TO DO = Each line from the one that contains "filter directive, e.g." to the end of the material must be set down exactly, and no line before it.

Top of EXERCISE MATERIAL

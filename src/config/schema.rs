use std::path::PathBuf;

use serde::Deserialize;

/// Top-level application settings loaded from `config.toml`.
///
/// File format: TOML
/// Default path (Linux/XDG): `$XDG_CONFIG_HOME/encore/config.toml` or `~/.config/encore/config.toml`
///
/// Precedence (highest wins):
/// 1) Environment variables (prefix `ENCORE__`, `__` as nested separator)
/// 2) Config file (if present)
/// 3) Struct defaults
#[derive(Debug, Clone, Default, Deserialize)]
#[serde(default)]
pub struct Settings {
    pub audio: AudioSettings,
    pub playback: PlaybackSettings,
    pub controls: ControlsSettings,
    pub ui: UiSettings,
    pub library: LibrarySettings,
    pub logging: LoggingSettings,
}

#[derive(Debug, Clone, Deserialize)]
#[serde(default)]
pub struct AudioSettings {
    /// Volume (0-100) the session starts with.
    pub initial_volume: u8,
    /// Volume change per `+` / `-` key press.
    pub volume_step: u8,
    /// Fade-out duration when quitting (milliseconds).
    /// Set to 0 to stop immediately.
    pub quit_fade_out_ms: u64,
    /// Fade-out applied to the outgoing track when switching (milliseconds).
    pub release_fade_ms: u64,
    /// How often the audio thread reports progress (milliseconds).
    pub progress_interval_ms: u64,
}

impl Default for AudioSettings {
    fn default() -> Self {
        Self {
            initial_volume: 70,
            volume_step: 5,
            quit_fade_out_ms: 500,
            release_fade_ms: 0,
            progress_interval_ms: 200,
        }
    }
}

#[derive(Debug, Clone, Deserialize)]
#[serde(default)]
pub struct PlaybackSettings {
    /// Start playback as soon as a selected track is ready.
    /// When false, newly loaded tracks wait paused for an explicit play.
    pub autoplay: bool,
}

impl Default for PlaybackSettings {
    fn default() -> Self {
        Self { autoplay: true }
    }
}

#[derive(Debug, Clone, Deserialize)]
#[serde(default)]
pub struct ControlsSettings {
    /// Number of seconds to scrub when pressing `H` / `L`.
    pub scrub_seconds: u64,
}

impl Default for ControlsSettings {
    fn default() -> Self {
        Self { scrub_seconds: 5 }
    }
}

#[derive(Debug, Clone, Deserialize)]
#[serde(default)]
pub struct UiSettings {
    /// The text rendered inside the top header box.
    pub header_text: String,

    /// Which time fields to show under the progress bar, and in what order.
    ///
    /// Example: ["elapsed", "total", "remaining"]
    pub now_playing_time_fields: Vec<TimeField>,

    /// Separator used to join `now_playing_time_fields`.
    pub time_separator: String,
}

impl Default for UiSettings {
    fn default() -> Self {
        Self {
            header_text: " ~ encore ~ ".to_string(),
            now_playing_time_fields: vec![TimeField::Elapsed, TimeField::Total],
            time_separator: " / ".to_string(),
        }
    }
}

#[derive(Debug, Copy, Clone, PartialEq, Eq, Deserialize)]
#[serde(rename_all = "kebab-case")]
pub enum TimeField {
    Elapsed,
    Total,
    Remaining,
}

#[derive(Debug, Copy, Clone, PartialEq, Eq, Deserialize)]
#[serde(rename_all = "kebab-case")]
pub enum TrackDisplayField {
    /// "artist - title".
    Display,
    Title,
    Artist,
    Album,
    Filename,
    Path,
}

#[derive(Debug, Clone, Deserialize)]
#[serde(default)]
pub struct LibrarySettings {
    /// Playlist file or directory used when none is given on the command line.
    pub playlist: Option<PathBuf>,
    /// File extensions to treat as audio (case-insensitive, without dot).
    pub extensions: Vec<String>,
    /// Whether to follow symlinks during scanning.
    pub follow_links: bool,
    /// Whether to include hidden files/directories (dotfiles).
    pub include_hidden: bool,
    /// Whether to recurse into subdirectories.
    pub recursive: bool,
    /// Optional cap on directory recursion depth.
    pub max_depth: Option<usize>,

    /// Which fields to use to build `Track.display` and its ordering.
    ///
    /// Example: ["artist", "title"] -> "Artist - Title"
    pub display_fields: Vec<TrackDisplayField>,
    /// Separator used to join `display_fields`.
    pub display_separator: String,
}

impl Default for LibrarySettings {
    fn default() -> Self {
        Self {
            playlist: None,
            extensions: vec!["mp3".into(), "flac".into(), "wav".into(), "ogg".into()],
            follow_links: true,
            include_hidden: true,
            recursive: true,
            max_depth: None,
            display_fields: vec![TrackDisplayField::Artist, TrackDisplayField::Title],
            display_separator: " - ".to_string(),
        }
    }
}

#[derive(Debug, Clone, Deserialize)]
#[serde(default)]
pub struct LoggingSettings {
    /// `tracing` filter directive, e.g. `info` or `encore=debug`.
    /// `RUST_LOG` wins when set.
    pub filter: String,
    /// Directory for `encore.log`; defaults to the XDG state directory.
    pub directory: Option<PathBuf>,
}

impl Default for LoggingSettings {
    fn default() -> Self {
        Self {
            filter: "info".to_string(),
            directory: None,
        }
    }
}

Bottom of EXERCISE MATERIAL

OUTPUT =
    /// `tracing` filter directive, e.g. `info` or `encore=debug`.
    /// `RUST_LOG` wins when set.
    pub filter: String,
    /// Directory for `encore.log`; defaults to the XDG state directory.
    pub directory: Option<PathBuf>,
}

impl Default for LoggingSettings {
    fn default() -> Self {
        Self {
            filter: "info".to_string(),
            directory: None,
        }
    }
}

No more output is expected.